R-CHOEP14 in younger high-risk patients with large B cell lymphoma: an effective front-line regimen with cardiac toxicity: a real-life, single-center experience

Adult Male Middle Aged Progression-Free Survival 3. Good health Young Adult 03 medical and health sciences Treatment Outcome 0302 clinical medicine Doxorubicin Vincristine Antineoplastic Combined Chemotherapy Protocols chemotherapy ; etoposide ; lymphoma, large B cell, diffuse ; R-CHOEP ; rituximab Humans Female Steroids Lymphoma, Large B-Cell, Diffuse Rituximab Cyclophosphamide Etoposide Follow-Up Studies Retrospective Studies
DOI: 10.1007/s00277-020-04353-3 Publication Date: 2020-11-20T16:11:11Z
ABSTRACT
Currently, there is no consensus regarding optimal front-line treatment for younger high-risk patients with large B cell lymphoma.
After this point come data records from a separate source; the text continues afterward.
use std::collections::HashMap;
use std::sync::{Arc, Mutex, PoisonError};

use tokio::sync::OnceCell;
use tracing::{debug, instrument};

use crate::github::{ApiError, GitHubApi};

/// Read-through cache from branch name to its head commit SHA.
///
/// Entries are never invalidated: the first resolved SHA for a branch is used
/// for the rest of the run. Each branch gets its own `OnceCell`, so concurrent
/// lookups of the same branch share one network call while different
/// branches resolve independently. The map lock is never held across an
/// await.
pub struct BranchCommitCache {
    api: Arc<dyn GitHubApi>,
    entries: Mutex<HashMap<String, Arc<OnceCell<String>>>>,
}

impl BranchCommitCache {
    pub fn new(api: Arc<dyn GitHubApi>) -> Self {
        Self {
            api,
            entries: Mutex::new(HashMap::new()),
        }
    }

    /// Head commit SHA of `branch`, fetched from GitHub on first use.
    ///
    /// A failed fetch leaves the entry empty and returns the error.
    #[instrument(skip(self))]
    pub async fn last_commit(&self, branch: &str) -> Result<String, ApiError> {
        let cell = self.cell(branch);
        let sha = cell
            .get_or_try_init(|| async {
                debug!("cache miss, fetching branch head");
                self.api.branch_head(branch).await
            })
            .await?;
        Ok(sha.clone())
    }

    /// Cached SHA for `branch` without triggering a fetch.
    #[cfg(test)]
    pub fn cached(&self, branch: &str) -> Option<String> {
        self.lock()
            .get(branch)
            .and_then(|cell| cell.get().cloned())
    }

    /// Number of branches with a resolved SHA.
    pub fn resolved_count(&self) -> usize {
        self.lock().values().filter(|cell| cell.initialized()).count()
    }

    fn cell(&self, branch: &str) -> Arc<OnceCell<String>> {
        let mut entries = self.lock();
        Arc::clone(entries.entry(branch.to_string()).or_default())
    }

    fn lock(&self) -> std::sync::MutexGuard<'_, HashMap<String, Arc<OnceCell<String>>>> {
        // The map is only mutated by inserting empty cells, so a poisoned
        // lock still guards a consistent map.
        self.entries.lock().unwrap_or_else(PoisonError::into_inner)
    }
}
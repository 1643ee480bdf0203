pub mod types;

pub use types::ReportRow;

use std::path::Path;
use thiserror::Error;
use tracing::{debug, instrument};

pub const TABLE_HEADER: &str = "PR ID | Branch | Base Branch | CommitDiff | Created At";
pub const TABLE_SEPARATOR: &str = "------|--------|-------------|------------|-----------";

#[derive(Debug, Error)]
pub enum ReportError {
    #[error("Failed to write report file: {0}")]
    FileWrite(#[from] std::io::Error),
}

/// Render the pipe-delimited table, header first, one line per row.
pub fn render_table(rows: &[ReportRow]) -> String {
    let mut table = String::new();
    table.push_str(TABLE_HEADER);
    table.push('\n');
    table.push_str(TABLE_SEPARATOR);
    table.push('\n');
    for row in rows {
        table.push_str(&row.to_string());
        table.push('\n');
    }
    table
}

/// Print the table to stdout (default) or write it to `output_path`.
#[instrument(skip(rows), fields(rows = rows.len()))]
pub fn output(rows: &[ReportRow], output_path: Option<&Path>) -> Result<(), ReportError> {
    let table = render_table(rows);
    match output_path {
        None => {
            debug!("writing report to terminal");
            print!("{table}");
            Ok(())
        }
        Some(path) => {
            debug!(path = %path.display(), "writing report to file");
            std::fs::write(path, table)?;
            Ok(())
        }
    }
}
American recommendations list only R-CHOP as standard, while European also include R-ACVBP and R-CHOEP14. We have been routinely using the latter regimen at our institution since 2011 and performed this retrospective real-life single-center study to analyze outcomes. Between September 2011 and April 2019, 66 newly diagnosed patients aged 18 to 60 years with B-large cell lymphoma and high-risk age-adjusted International Prognostic Index score were scheduled to receive 6 or 8 cycles of bi-weekly chemoimmunotherapy with cyclophosphamide, doxorubicin, vincristine, etoposide, steroids, and rituximab (R-CHOEP14). After a median follow-up of 4.7 years, the estimated 3-year progression-free survival was 87% (95% CI 80-96%) and 3-year overall survival 90% (95% CI 83-98%). Grade ≥ 3 hematological side effects occurred in 83% and infectious in 41% of patients; one patient died of toxicity. Grade ≥ 2 cardiac toxicity occurred in 21% of patients, more frequently than previously reported. The cumulative 5-year risk of congestive heart failure with all-cause mortality as the competing risk was 17%. R-CHOEP14 is a very effective and manageable regimen for younger high-risk patients with B-large cell lymphoma, but the risk of cardiotoxicity warrants further investigations.